## Task details:
If a line in the records below holds the word "responses", copy it.

Collected data entries
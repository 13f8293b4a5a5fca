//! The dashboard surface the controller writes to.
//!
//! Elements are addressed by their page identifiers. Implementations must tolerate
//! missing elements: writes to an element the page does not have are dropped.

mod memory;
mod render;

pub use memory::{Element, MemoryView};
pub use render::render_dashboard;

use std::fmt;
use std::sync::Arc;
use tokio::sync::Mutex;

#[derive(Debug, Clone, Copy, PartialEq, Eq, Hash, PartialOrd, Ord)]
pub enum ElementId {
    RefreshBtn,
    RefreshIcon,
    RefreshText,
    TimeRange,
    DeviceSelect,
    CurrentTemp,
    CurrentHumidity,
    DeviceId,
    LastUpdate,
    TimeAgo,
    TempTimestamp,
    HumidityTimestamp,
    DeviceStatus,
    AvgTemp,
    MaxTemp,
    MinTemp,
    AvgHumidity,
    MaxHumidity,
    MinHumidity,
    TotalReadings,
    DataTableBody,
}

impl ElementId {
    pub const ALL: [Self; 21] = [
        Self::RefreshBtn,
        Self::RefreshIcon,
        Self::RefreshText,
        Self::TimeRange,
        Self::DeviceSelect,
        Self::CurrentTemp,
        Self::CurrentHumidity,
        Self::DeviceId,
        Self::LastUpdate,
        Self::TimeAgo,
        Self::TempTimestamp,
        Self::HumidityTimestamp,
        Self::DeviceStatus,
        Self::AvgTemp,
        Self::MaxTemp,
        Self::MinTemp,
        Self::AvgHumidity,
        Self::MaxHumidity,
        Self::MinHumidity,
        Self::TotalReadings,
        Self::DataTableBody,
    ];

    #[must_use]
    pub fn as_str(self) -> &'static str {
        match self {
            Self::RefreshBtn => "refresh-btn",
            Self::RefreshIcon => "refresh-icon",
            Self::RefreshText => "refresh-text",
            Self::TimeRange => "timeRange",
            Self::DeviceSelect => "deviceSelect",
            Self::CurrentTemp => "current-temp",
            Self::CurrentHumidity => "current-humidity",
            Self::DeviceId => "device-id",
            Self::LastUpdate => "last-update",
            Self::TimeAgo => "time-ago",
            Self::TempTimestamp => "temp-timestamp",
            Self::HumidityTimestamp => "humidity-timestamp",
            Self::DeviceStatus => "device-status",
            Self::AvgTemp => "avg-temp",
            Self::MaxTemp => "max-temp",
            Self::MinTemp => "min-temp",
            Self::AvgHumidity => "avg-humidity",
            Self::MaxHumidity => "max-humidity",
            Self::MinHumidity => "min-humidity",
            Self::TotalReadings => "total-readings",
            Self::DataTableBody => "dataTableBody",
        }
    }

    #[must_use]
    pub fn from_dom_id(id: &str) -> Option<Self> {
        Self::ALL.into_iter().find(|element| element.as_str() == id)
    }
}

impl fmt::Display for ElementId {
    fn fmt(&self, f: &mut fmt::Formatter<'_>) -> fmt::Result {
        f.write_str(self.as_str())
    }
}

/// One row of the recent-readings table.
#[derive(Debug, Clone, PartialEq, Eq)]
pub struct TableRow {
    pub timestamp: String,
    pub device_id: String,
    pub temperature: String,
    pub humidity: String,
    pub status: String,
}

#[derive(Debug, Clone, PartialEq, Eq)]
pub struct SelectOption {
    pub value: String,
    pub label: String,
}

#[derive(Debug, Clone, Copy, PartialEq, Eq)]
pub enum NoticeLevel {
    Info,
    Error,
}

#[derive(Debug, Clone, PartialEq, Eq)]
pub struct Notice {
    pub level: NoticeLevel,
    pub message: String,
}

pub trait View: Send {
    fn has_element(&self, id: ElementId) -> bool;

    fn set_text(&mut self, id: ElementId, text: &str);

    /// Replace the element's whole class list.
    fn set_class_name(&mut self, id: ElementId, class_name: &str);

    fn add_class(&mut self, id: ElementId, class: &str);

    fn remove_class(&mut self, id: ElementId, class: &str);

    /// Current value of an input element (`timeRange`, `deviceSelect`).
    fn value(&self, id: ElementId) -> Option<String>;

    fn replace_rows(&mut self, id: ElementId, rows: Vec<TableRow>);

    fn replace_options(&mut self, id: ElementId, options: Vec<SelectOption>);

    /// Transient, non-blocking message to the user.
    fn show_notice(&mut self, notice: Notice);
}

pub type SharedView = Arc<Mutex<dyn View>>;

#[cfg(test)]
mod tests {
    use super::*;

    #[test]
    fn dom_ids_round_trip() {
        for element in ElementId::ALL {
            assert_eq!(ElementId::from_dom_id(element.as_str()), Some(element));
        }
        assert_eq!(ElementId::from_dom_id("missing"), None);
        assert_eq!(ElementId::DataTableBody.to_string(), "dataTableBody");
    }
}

---

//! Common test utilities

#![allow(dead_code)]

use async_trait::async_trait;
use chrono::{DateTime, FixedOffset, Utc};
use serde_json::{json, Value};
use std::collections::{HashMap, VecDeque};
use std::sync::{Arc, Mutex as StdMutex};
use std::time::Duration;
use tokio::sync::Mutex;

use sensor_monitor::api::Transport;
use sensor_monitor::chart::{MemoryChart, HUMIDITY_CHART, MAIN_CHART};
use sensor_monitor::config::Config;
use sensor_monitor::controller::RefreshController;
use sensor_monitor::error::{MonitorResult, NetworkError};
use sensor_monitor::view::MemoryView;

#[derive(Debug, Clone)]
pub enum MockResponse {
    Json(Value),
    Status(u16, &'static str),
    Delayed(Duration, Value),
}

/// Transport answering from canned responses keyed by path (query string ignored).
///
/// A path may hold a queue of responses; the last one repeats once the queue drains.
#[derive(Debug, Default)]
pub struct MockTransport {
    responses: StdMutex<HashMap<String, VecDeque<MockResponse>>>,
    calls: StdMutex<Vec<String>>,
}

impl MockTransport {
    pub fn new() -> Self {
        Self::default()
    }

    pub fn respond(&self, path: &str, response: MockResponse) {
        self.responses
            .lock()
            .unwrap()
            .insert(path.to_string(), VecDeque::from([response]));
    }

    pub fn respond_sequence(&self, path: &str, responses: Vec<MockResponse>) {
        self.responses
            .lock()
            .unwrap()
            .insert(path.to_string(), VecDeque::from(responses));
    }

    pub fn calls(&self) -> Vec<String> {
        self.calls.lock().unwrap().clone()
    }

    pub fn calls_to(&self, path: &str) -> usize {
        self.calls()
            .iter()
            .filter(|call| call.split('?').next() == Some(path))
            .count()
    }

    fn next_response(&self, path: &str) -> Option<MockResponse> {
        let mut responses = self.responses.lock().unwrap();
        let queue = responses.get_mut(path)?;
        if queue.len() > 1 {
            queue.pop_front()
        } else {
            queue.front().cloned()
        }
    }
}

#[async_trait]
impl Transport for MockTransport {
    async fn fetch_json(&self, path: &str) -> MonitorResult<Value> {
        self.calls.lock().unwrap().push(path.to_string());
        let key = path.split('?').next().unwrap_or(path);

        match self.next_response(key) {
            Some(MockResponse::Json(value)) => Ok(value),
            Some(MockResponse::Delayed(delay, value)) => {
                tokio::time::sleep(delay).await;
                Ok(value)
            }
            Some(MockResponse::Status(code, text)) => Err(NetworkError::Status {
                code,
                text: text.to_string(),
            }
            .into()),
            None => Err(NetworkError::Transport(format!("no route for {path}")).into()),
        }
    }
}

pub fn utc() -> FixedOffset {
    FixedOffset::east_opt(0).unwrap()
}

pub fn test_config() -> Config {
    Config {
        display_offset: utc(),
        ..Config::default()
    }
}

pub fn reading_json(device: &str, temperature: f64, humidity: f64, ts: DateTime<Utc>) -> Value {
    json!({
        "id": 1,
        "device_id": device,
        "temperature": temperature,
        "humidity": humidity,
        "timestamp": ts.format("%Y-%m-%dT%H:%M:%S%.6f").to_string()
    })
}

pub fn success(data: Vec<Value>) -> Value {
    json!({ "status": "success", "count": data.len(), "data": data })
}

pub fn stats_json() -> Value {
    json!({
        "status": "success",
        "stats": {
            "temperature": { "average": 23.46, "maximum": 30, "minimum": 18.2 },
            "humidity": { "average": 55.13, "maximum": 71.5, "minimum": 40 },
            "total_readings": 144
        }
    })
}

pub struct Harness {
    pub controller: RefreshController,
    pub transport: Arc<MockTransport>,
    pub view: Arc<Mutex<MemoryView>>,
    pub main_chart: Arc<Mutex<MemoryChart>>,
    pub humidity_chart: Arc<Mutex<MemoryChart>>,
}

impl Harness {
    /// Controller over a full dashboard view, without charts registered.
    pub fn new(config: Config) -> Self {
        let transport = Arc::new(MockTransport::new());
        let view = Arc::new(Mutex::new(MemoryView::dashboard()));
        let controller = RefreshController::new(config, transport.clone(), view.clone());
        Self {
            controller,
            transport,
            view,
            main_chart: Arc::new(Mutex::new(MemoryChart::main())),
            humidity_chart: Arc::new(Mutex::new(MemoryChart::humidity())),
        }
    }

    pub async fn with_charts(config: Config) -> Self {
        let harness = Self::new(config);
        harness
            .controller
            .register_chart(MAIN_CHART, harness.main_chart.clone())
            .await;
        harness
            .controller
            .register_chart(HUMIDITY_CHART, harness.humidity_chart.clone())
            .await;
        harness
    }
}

## Exercise solution:
/// Transport answering from canned responses keyed by path (query string ignored).
/// A path may hold a queue of responses; the last one repeats once the queue drains.
    responses: StdMutex<HashMap<String, VecDeque<MockResponse>>>,
        self.responses
    pub fn respond_sequence(&self, path: &str, responses: Vec<MockResponse>) {
        self.responses
            .insert(path.to_string(), VecDeque::from(responses));
        let mut responses = self.responses.lock().unwrap();
        let queue = responses.get_mut(path)?;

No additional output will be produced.